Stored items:
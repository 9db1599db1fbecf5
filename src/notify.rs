//! Notification delivery.
//!
//! Notifications are fire-and-forget: a notifier never reports failure back
//! to the store.

use std::sync::Mutex;

use serde::Serialize;
use tracing::{info, warn};

/// Sink for user-facing notifications.
pub trait Notifier: Send + Sync {
    fn notify(&self, title: &str, body: &str);
}

/// Emits notifications as structured log events.
#[derive(Debug, Default, Clone, Copy)]
pub struct LogNotifier;

impl Notifier for LogNotifier {
    fn notify(&self, title: &str, body: &str) {
        info!(title, body, "notification");
    }
}

/// Drops every notification.
#[derive(Debug, Default, Clone, Copy)]
pub struct NullNotifier;

impl Notifier for NullNotifier {
    fn notify(&self, _title: &str, _body: &str) {}
}

/// A delivered notification.
#[derive(Debug, Clone, PartialEq, Eq, Serialize)]
pub struct Notification {
    pub title: String,
    pub body: String,
}

/// Keeps every notification in memory, in delivery order.
#[derive(Debug, Default)]
pub struct MemoryNotifier {
    delivered: Mutex<Vec<Notification>>,
}

impl MemoryNotifier {
    pub fn new() -> Self {
        Self::default()
    }

    pub fn delivered(&self) -> Vec<Notification> {
        match self.delivered.lock() {
            Ok(guard) => guard.clone(),
            Err(poisoned) => poisoned.into_inner().clone(),
        }
    }

    pub fn len(&self) -> usize {
        self.delivered().len()
    }

    pub fn is_empty(&self) -> bool {
        self.len() == 0
    }

    pub fn clear(&self) {
        if let Ok(mut guard) = self.delivered.lock() {
            guard.clear();
        }
    }
}

impl Notifier for MemoryNotifier {
    fn notify(&self, title: &str, body: &str) {
        match self.delivered.lock() {
            Ok(mut guard) => guard.push(Notification {
                title: title.to_string(),
                body: body.to_string(),
            }),
            Err(_) => warn!(title, "notification dropped: recorder lock poisoned"),
        }
    }
}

- [ASSIGNED TASK]:
Beginning at the line that contains "impl Notifier for MemoryNotifier", reproduce every line down to the last line of the entries above, exactly and only those.

- [EXERCISE RESULT]:
impl Notifier for MemoryNotifier {
    fn notify(&self, title: &str, body: &str) {
        match self.delivered.lock() {
            Ok(mut guard) => guard.push(Notification {
                title: title.to_string(),
                body: body.to_string(),
            }),
            Err(_) => warn!(title, "notification dropped: recorder lock poisoned"),
        }
    }
}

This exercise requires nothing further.